Local Hungarian Drug Firm Looks to Expand Despite Increase in Prices

March 14, 2005

Hungarian drug manufacturer Beres Gyogyszergyar unveiled a new development laboratory in February 2005, which was worth HUF180mn (US$983,579). The company has 31 drugs on the Hungarian market (primarily vitamins and food supplements), 24 drugs in registration and 29 drugs in clinical trials. Net sales for 2004 are likely to have reached HUF5bn (US$27.3mn).

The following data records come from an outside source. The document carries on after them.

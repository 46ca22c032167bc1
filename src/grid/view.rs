//! Pull-based render data
//!
//! Hosts call [`GridModel::view`] after dispatching each message and draw
//! whatever it returns. The view borrows from the model; nothing is copied
//! except the header labels.

use serde::Serialize;

use super::header::{column_label, row_label};
use super::model::{CellPosition, GridModel, SortIndicator};

#[derive(Debug, Clone, PartialEq, Eq, Serialize)]
pub struct ColumnHeader {
    pub label: String,
    pub sort: SortIndicator,
    /// The active cell is in this column
    pub active: bool,
}

#[derive(Debug, Clone, PartialEq, Eq, Serialize)]
pub struct RowHeader {
    pub label: String,
    /// The active cell is in this row
    pub active: bool,
}

/// Everything a host needs to draw one frame
#[derive(Debug, Clone, Serialize)]
pub struct GridView<'a> {
    pub columns: Vec<ColumnHeader>,
    pub row_headers: Vec<RowHeader>,
    /// Cell values in display order
    pub rows: Vec<&'a [String]>,
    pub active: Option<CellPosition>,
    pub editing: Option<CellPosition>,
}

impl<'a> GridView<'a> {
    pub fn new(model: &'a GridModel) -> Self {
        let table = model.table();
        let sort = model.sort_config();
        let has_cells = !table.is_empty();
        let active = has_cells.then(|| model.active());

        let columns = (0..table.column_count())
            .map(|col| ColumnHeader {
                label: column_label(col),
                sort: sort.indicator(col),
                active: active.is_some_and(|a| a.col == col),
            })
            .collect();

        let rows: Vec<&[String]> = model
            .display_order()
            .iter()
            .filter_map(|&row| table.row(row))
            .collect();

        let row_headers = (0..rows.len())
            .map(|row| RowHeader {
                label: row_label(row),
                active: active.is_some_and(|a| a.row == row),
            })
            .collect();

        Self {
            columns,
            row_headers,
            rows,
            active,
            editing: model.editing(),
        }
    }

    pub fn is_active(&self, row: usize, col: usize) -> bool {
        self.active == Some(CellPosition::new(row, col))
    }

    pub fn is_editing(&self, row: usize, col: usize) -> bool {
        self.editing == Some(CellPosition::new(row, col))
    }

    /// Cell value at a display position
    pub fn cell(&self, row: usize, col: usize) -> Option<&'a str> {
        self.rows
            .get(row)
            .and_then(|cells| cells.get(col))
            .map(String::as_str)
    }
}
//! Command-line argument parsing for the grid host
//!
//! Supports:
//! - Seeding the grid from a CSV file, the sample table, or a blank size
//! - Replaying an event script from a file or stdin
//! - Text or JSON output of the final view

use clap::Parser;
use std::path::PathBuf;

use crate::config::GridConfig;

/// Replay input events against a spreadsheet-style grid
#[derive(Parser, Debug)]
#[command(name = "sheetgrid", version, about = "Replay input events against a spreadsheet-style grid")]
pub struct CliArgs {
    /// CSV file with the initial table
    #[arg(long, value_name = "FILE", conflicts_with = "sample")]
    pub data: Option<PathBuf>,

    /// Start from the built-in 5x4 sample table
    #[arg(long)]
    pub sample: bool,

    /// Rows in a blank grid (overrides config)
    #[arg(long, value_name = "N")]
    pub rows: Option<usize>,

    /// Columns in a blank grid (overrides config)
    #[arg(long, value_name = "N")]
    pub cols: Option<usize>,

    /// Event script to replay (reads stdin when omitted)
    #[arg(long, value_name = "FILE")]
    pub script: Option<PathBuf>,

    /// Print the final view as JSON instead of text
    #[arg(long)]
    pub json: bool,

    /// Print each changed table as CSV while replaying
    #[arg(long)]
    pub emit_changes: bool,

    /// Write the loaded settings (defaults filled in) to the user config file
    #[arg(long)]
    pub write_config: bool,
}

/// Where the initial table comes from
#[derive(Debug, Clone, PartialEq, Eq)]
pub enum InitialData {
    Csv(PathBuf),
    Sample,
    Blank { rows: usize, cols: usize },
}

/// Configuration derived from CLI arguments and the config file
#[derive(Debug, Clone, PartialEq, Eq)]
pub struct StartupConfig {
    pub data: InitialData,
    pub script: Option<PathBuf>,
    pub json: bool,
    pub emit_changes: bool,
    pub write_config: bool,
}

impl CliArgs {
    /// Convert parsed CLI args into startup configuration
    pub fn into_config(self, config: &GridConfig) -> StartupConfig {
        let data = match (self.data, self.sample) {
            (Some(path), _) => InitialData::Csv(path),
            (None, true) => InitialData::Sample,
            (None, false) => InitialData::Blank {
                rows: self.rows.unwrap_or(config.default_rows),
                cols: self.cols.unwrap_or(config.default_cols),
            },
        };

        StartupConfig {
            data,
            script: self.script,
            json: self.json,
            emit_changes: self.emit_changes,
            write_config: self.write_config,
        }
    }
}

/// The sample table: a header row plus four employees
pub fn sample_rows() -> Vec<Vec<String>> {
    [
        ["Name", "Title", "Company", "Salary"],
        ["Alice", "Developer", "Tech Corp", "120000"],
        ["Bob", "Designer", "Creative Inc", "95000"],
        ["Charlie", "Manager", "Biz Solutions", "150000"],
        ["Diana", "Engineer", "Future Systems", "135000"],
    ]
    .iter()
    .map(|row| row.iter().map(|cell| cell.to_string()).collect())
    .collect()
}
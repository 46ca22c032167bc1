//! Cell navigation logic
//!
//! Maps a grid event and the current selection/edit state to the next state.
//! Arrow keys clamp at the table edges; only Tab wraps from one row to the
//! next. Nothing here touches the table store.

use super::model::{CellPosition, GridMode};

/// Direction for arrow-key movement
#[derive(Debug, Clone, Copy, PartialEq, Eq)]
pub enum Direction {
    Up,
    Down,
    Left,
    Right,
}

impl Direction {
    fn delta(self) -> (isize, isize) {
        match self {
            Direction::Up => (-1, 0),
            Direction::Down => (1, 0),
            Direction::Left => (0, -1),
            Direction::Right => (0, 1),
        }
    }
}

/// Input understood by the selection/edit state machine
#[derive(Debug, Clone, Copy, PartialEq, Eq)]
pub enum GridEvent {
    /// Arrow key
    Move(Direction),
    /// Tab, or Shift+Tab when `backward`
    Tab { backward: bool },
    Enter,
    Escape,
    /// Printable character typed while the grid has focus
    Char(char),
    Click(CellPosition),
    DoubleClick(CellPosition),
    /// The given cell's text input lost focus
    Blur(CellPosition),
    /// First column of the active row (Home)
    RowStart,
    /// Last column of the active row (End)
    RowEnd,
    /// Top-left cell (Ctrl+Home)
    GridStart,
    /// Bottom-right cell (Ctrl+End)
    GridEnd,
}

/// Compute the state that follows `event`
///
/// On an empty table (no rows or no columns) every event is a no-op.
pub fn next_state(mode: GridMode, event: GridEvent, rows: usize, cols: usize) -> GridMode {
    if rows == 0 || cols == 0 {
        return mode;
    }

    let active = clamp(mode.active(), rows, cols);
    let idle = |active| GridMode::Idle { active };

    match (mode, event) {
        (GridMode::Idle { .. }, GridEvent::Move(direction)) => {
            let (delta_row, delta_col) = direction.delta();
            idle(offset(active, delta_row, delta_col, rows, cols))
        }
        // The text input consumes arrows while editing
        (GridMode::Editing { .. }, GridEvent::Move(_)) => mode,

        (_, GridEvent::Tab { backward: false }) => idle(next_cell(active, rows, cols)),
        (_, GridEvent::Tab { backward: true }) => idle(prev_cell(active, cols)),

        (GridMode::Idle { .. }, GridEvent::Enter) => GridMode::Editing { cell: active },
        (GridMode::Editing { .. }, GridEvent::Enter) => idle(offset(active, 1, 0, rows, cols)),

        (GridMode::Idle { .. }, GridEvent::Escape) => mode,
        (GridMode::Editing { .. }, GridEvent::Escape) => idle(active),

        (GridMode::Idle { .. }, GridEvent::Char(_)) => GridMode::Editing { cell: active },
        (GridMode::Editing { .. }, GridEvent::Char(_)) => mode,

        (_, GridEvent::Click(cell)) if !cell.is_within(rows, cols) => mode,
        (GridMode::Editing { cell: editing }, GridEvent::Click(cell)) if editing == cell => mode,
        (_, GridEvent::Click(cell)) => idle(cell),

        (_, GridEvent::DoubleClick(cell)) if cell.is_within(rows, cols) => {
            GridMode::Editing { cell }
        }
        (_, GridEvent::DoubleClick(_)) => mode,

        (GridMode::Editing { cell: editing }, GridEvent::Blur(cell)) if editing == cell => {
            idle(active)
        }
        (_, GridEvent::Blur(_)) => mode,

        (GridMode::Idle { .. }, GridEvent::RowStart) => idle(CellPosition::new(active.row, 0)),
        (GridMode::Idle { .. }, GridEvent::RowEnd) => idle(CellPosition::new(active.row, cols - 1)),
        (GridMode::Idle { .. }, GridEvent::GridStart) => idle(CellPosition::new(0, 0)),
        (GridMode::Idle { .. }, GridEvent::GridEnd) => idle(CellPosition::new(rows - 1, cols - 1)),
        (
            GridMode::Editing { .. },
            GridEvent::RowStart | GridEvent::RowEnd | GridEvent::GridStart | GridEvent::GridEnd,
        ) => mode,
    }
}

/// Move by a delta, clamping each axis to the table bounds
fn offset(
    pos: CellPosition,
    delta_row: isize,
    delta_col: isize,
    rows: usize,
    cols: usize,
) -> CellPosition {
    let row = pos
        .row
        .saturating_add_signed(delta_row)
        .min(rows.saturating_sub(1));
    let col = pos
        .col
        .saturating_add_signed(delta_col)
        .min(cols.saturating_sub(1));
    CellPosition::new(row, col)
}

fn clamp(pos: CellPosition, rows: usize, cols: usize) -> CellPosition {
    offset(pos, 0, 0, rows, cols)
}

/// Tab: next column, wrapping to the start of the next row; the last cell
/// stays put
fn next_cell(pos: CellPosition, rows: usize, cols: usize) -> CellPosition {
    if pos.col + 1 < cols {
        CellPosition::new(pos.row, pos.col + 1)
    } else if pos.row + 1 < rows {
        CellPosition::new(pos.row + 1, 0)
    } else {
        pos
    }
}

/// Shift+Tab: previous column, wrapping to the end of the previous row; the
/// first cell stays put
fn prev_cell(pos: CellPosition, cols: usize) -> CellPosition {
    if pos.col > 0 {
        CellPosition::new(pos.row, pos.col - 1)
    } else if pos.row > 0 {
        CellPosition::new(pos.row - 1, cols - 1)
    } else {
        pos
    }
}
//! Grid data model types
//!
//! The table store keeps rows in insertion order. Everything the user sees
//! (selection, editing, row numbers) is expressed in display positions, which
//! only coincide with storage positions while no sort is applied.

use serde::Serialize;

use super::error::GridError;
use super::sort::display_order;
use super::view::GridView;

/// Position of a cell in the grid
#[derive(Debug, Clone, Copy, Default, PartialEq, Eq, Hash, Serialize)]
pub struct CellPosition {
    pub row: usize,
    pub col: usize,
}

impl CellPosition {
    pub fn new(row: usize, col: usize) -> Self {
        Self { row, col }
    }

    /// Whether this position lies inside a `rows` x `cols` table
    pub fn is_within(self, rows: usize, cols: usize) -> bool {
        self.row < rows && self.col < cols
    }
}

/// Rectangular store of string cells
///
/// The column count is tracked separately from the rows so that a table with
/// no rows can still grow wider; later `append_row` calls use that width.
#[derive(Debug, Clone, Default, PartialEq, Eq)]
pub struct Table {
    rows: Vec<Vec<String>>,
    column_count: usize,
}

impl Table {
    /// Create an all-empty table of the given size
    pub fn new_empty(rows: usize, cols: usize) -> Self {
        Self {
            rows: vec![vec![String::new(); cols]; rows],
            column_count: cols,
        }
    }

    /// Create a table from fully populated rows
    ///
    /// Every row must have the same length as the first one.
    pub fn from_rows(rows: Vec<Vec<String>>) -> Result<Self, GridError> {
        let column_count = rows.first().map_or(0, Vec::len);

        if let Some((row, found)) = rows
            .iter()
            .map(Vec::len)
            .enumerate()
            .find(|&(_, len)| len != column_count)
        {
            return Err(GridError::MalformedTable {
                row,
                expected: column_count,
                found,
            });
        }

        Ok(Self { rows, column_count })
    }

    /// Create a table from possibly ragged rows, padding short rows with
    /// empty cells up to the widest row
    pub fn from_rows_padded(mut rows: Vec<Vec<String>>) -> Self {
        let column_count = rows.iter().map(Vec::len).max().unwrap_or(0);
        for row in &mut rows {
            row.resize(column_count, String::new());
        }
        Self { rows, column_count }
    }

    pub fn row_count(&self) -> usize {
        self.rows.len()
    }

    pub fn column_count(&self) -> usize {
        self.column_count
    }

    pub fn is_empty(&self) -> bool {
        self.rows.is_empty() || self.column_count == 0
    }

    /// All rows in storage order
    pub fn rows(&self) -> &[Vec<String>] {
        &self.rows
    }

    /// Row at a storage index
    pub fn row(&self, row: usize) -> Option<&[String]> {
        self.rows.get(row).map(Vec::as_slice)
    }

    /// Get cell value at a storage position
    pub fn get(&self, row: usize, col: usize) -> Result<&str, GridError> {
        self.rows
            .get(row)
            .and_then(|cells| cells.get(col))
            .map(String::as_str)
            .ok_or_else(|| self.out_of_range(row, col))
    }

    /// Replace the value of a single cell; no other cell is touched
    pub fn set(&mut self, row: usize, col: usize, value: impl Into<String>) -> Result<(), GridError> {
        let err = self.out_of_range(row, col);
        let cell = self
            .rows
            .get_mut(row)
            .and_then(|cells| cells.get_mut(col))
            .ok_or(err)?;
        *cell = value.into();
        Ok(())
    }

    /// Append a row of empty cells at the end
    pub fn append_row(&mut self) {
        self.rows.push(vec![String::new(); self.column_count]);
    }

    /// Append an empty cell to the end of every row
    pub fn append_column(&mut self) {
        for row in &mut self.rows {
            row.push(String::new());
        }
        self.column_count += 1;
    }

    /// Owned copy of the cells in storage order, handed to hosts on change
    pub fn snapshot(&self) -> Vec<Vec<String>> {
        self.rows.clone()
    }

    fn out_of_range(&self, row: usize, col: usize) -> GridError {
        GridError::OutOfRange {
            row,
            col,
            rows: self.row_count(),
            cols: self.column_count,
        }
    }
}

/// Selection and edit state
///
/// While editing, the active cell and the editing cell are the same cell,
/// so a single position is stored.
#[derive(Debug, Clone, Copy, PartialEq, Eq, Serialize)]
#[serde(tag = "mode", rename_all = "snake_case")]
pub enum GridMode {
    Idle { active: CellPosition },
    Editing { cell: CellPosition },
}

impl Default for GridMode {
    fn default() -> Self {
        GridMode::Idle {
            active: CellPosition::default(),
        }
    }
}

impl GridMode {
    /// The cell that has keyboard focus
    pub fn active(self) -> CellPosition {
        match self {
            GridMode::Idle { active } => active,
            GridMode::Editing { cell } => cell,
        }
    }

    /// The cell open for text input, if any
    pub fn editing(self) -> Option<CellPosition> {
        match self {
            GridMode::Idle { .. } => None,
            GridMode::Editing { cell } => Some(cell),
        }
    }

    pub fn is_editing(self) -> bool {
        matches!(self, GridMode::Editing { .. })
    }
}

#[derive(Debug, Clone, Copy, Default, PartialEq, Eq, Serialize)]
#[serde(rename_all = "snake_case")]
pub enum SortDirection {
    #[default]
    Ascending,
    Descending,
}

/// Per-column sort marker for header rendering
#[derive(Debug, Clone, Copy, Default, PartialEq, Eq, Serialize)]
#[serde(rename_all = "snake_case")]
pub enum SortIndicator {
    #[default]
    None,
    Ascending,
    Descending,
}

impl SortIndicator {
    pub fn symbol(self) -> &'static str {
        match self {
            SortIndicator::None => "",
            SortIndicator::Ascending => "▲",
            SortIndicator::Descending => "▼",
        }
    }
}

/// Which column the display is sorted by, if any
#[derive(Debug, Clone, Copy, Default, PartialEq, Eq, Serialize)]
pub struct SortConfig {
    pub key: Option<usize>,
    pub direction: SortDirection,
}

impl SortConfig {
    /// Header click: the same column flips ascending to descending, anything
    /// else (another column, or the same column while descending) sorts
    /// ascending by the requested column
    pub fn request_sort(&mut self, key: usize) {
        self.direction = if self.key == Some(key) && self.direction == SortDirection::Ascending {
            SortDirection::Descending
        } else {
            SortDirection::Ascending
        };
        self.key = Some(key);
    }

    pub fn indicator(&self, col: usize) -> SortIndicator {
        match (self.key, self.direction) {
            (Some(key), SortDirection::Ascending) if key == col => SortIndicator::Ascending,
            (Some(key), SortDirection::Descending) if key == col => SortIndicator::Descending,
            _ => SortIndicator::None,
        }
    }
}

/// Owned state of one grid: the table plus its UI state
///
/// All mutation goes through methods on this type so the cached display order
/// never goes stale.
#[derive(Debug, Clone)]
pub struct GridModel {
    table: Table,
    mode: GridMode,
    sort: SortConfig,
    /// Display position -> storage row
    display_order: Vec<usize>,
}

impl Default for GridModel {
    fn default() -> Self {
        Self::blank(DEFAULT_ROWS, DEFAULT_COLS)
    }
}

/// Size of a blank grid when the host supplies neither data nor dimensions
pub const DEFAULT_ROWS: usize = 10;
pub const DEFAULT_COLS: usize = 10;

impl GridModel {
    pub fn new(table: Table) -> Self {
        let display_order = (0..table.row_count()).collect();
        Self {
            table,
            mode: GridMode::default(),
            sort: SortConfig::default(),
            display_order,
        }
    }

    /// An all-empty grid of the given size
    pub fn blank(rows: usize, cols: usize) -> Self {
        Self::new(Table::new_empty(rows, cols))
    }

    /// A grid over fully populated rows; ragged input is rejected
    pub fn from_rows(rows: Vec<Vec<String>>) -> Result<Self, GridError> {
        Table::from_rows(rows).map(Self::new)
    }

    pub fn table(&self) -> &Table {
        &self.table
    }

    pub fn mode(&self) -> GridMode {
        self.mode
    }

    pub fn sort_config(&self) -> SortConfig {
        self.sort
    }

    pub fn active(&self) -> CellPosition {
        self.mode.active()
    }

    pub fn editing(&self) -> Option<CellPosition> {
        self.mode.editing()
    }

    pub fn is_editing(&self) -> bool {
        self.mode.is_editing()
    }

    pub fn row_count(&self) -> usize {
        self.table.row_count()
    }

    pub fn column_count(&self) -> usize {
        self.table.column_count()
    }

    /// Storage row index for each display position
    pub fn display_order(&self) -> &[usize] {
        &self.display_order
    }

    /// Storage row shown at a display position
    pub fn storage_row(&self, display_row: usize) -> Option<usize> {
        self.display_order.get(display_row).copied()
    }

    /// Replace the selection/edit state
    ///
    /// Positions outside the table are rejected and leave the state untouched.
    pub fn set_mode(&mut self, mode: GridMode) -> Result<(), GridError> {
        let cell = mode.active();
        if !cell.is_within(self.row_count(), self.column_count()) {
            return Err(GridError::OutOfRange {
                row: cell.row,
                col: cell.col,
                rows: self.row_count(),
                cols: self.column_count(),
            });
        }
        self.mode = mode;
        Ok(())
    }

    /// Cell value at a display position
    pub fn cell_at_display(&self, row: usize, col: usize) -> Result<&str, GridError> {
        let storage_row = self.storage_row(row).unwrap_or(row);
        self.table.get(storage_row, col).map_err(|_| self.display_out_of_range(row, col))
    }

    /// Write a cell addressed by display position
    ///
    /// The display order is recomputed afterwards, so with an active sort the
    /// edited row may move to a different display position. If the active
    /// cell was on that row it moves with it, keeping an edit session on one
    /// stored row.
    pub fn set_display_cell(
        &mut self,
        row: usize,
        col: usize,
        value: impl Into<String>,
    ) -> Result<(), GridError> {
        let storage_row = self
            .storage_row(row)
            .ok_or_else(|| self.display_out_of_range(row, col))?;
        self.table.set(storage_row, col, value)?;
        self.refresh_display_order();
        self.follow_storage_row(row, storage_row);
        Ok(())
    }

    /// Append an empty row; selection, editing and sort state are untouched
    pub fn add_row(&mut self) {
        self.table.append_row();
        self.refresh_display_order();
    }

    /// Append an empty column; selection, editing and sort state are untouched
    pub fn add_column(&mut self) {
        self.table.append_column();
        self.refresh_display_order();
    }

    /// Apply the header-click toggle for `col`
    ///
    /// Returns false (and changes nothing) if the column does not exist.
    pub fn request_sort(&mut self, col: usize) -> bool {
        if col >= self.column_count() {
            return false;
        }
        self.sort.request_sort(col);
        self.refresh_display_order();
        true
    }

    /// Current render data
    pub fn view(&self) -> GridView<'_> {
        GridView::new(self)
    }

    /// Check model invariants (debug builds only)
    #[cfg(debug_assertions)]
    pub fn assert_invariants(&self) {
        let cols = self.column_count();
        debug_assert!(
            self.table.rows().iter().all(|row| row.len() == cols),
            "Every row must have {} cells",
            cols
        );

        let mut order = self.display_order.clone();
        order.sort_unstable();
        debug_assert!(
            order.iter().copied().eq(0..self.row_count()),
            "Display order must be a permutation of the stored rows"
        );

        if !self.table.is_empty() {
            debug_assert!(
                self.active().is_within(self.row_count(), cols),
                "Active cell {:?} outside {}x{} table",
                self.active(),
                self.row_count(),
                cols
            );
        }
    }

    /// No-op in release builds
    #[cfg(not(debug_assertions))]
    #[inline]
    pub fn assert_invariants(&self) {}

    fn refresh_display_order(&mut self) {
        self.display_order = display_order(&self.table, &self.sort);
    }

    /// Re-point the active cell at `storage_row` after it left `old_display`
    fn follow_storage_row(&mut self, old_display: usize, storage_row: usize) {
        if self.mode.active().row != old_display {
            return;
        }
        let Some(new_display) = self.display_order.iter().position(|&r| r == storage_row) else {
            return;
        };
        self.mode = match self.mode {
            GridMode::Idle { active } => GridMode::Idle {
                active: CellPosition::new(new_display, active.col),
            },
            GridMode::Editing { cell } => GridMode::Editing {
                cell: CellPosition::new(new_display, cell.col),
            },
        };
    }

    fn display_out_of_range(&self, row: usize, col: usize) -> GridError {
        GridError::OutOfRange {
            row,
            col,
            rows: self.row_count(),
            cols: self.column_count(),
        }
    }
}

In spite of recent increases in the retail price of some 4,000 reimbursable medicines in Hungary, Beres will not be affected by these changes, as most of its products are not eligible for reimbursement. The company is likely to be spared the mandatory price cuts and requirements to cover any pharmaceutical budget overspend that have been imposed on producers of reimbursable drugs in Hungary.

Due to changes in the country's pricing and reimbursement policy, many multinationals had considered pulling out of Hungary. However, GSK's Hungarian subsidiary announced that the UK drugmaker is not contemplating pulling out of the country, and added that the firm is ready to negotiate with the government on drug financing. Indeed, the company is presently investing EUR60mn (US$79mn) in its vaccine factory in Godollo, near Budapest, which should be finished by 2006.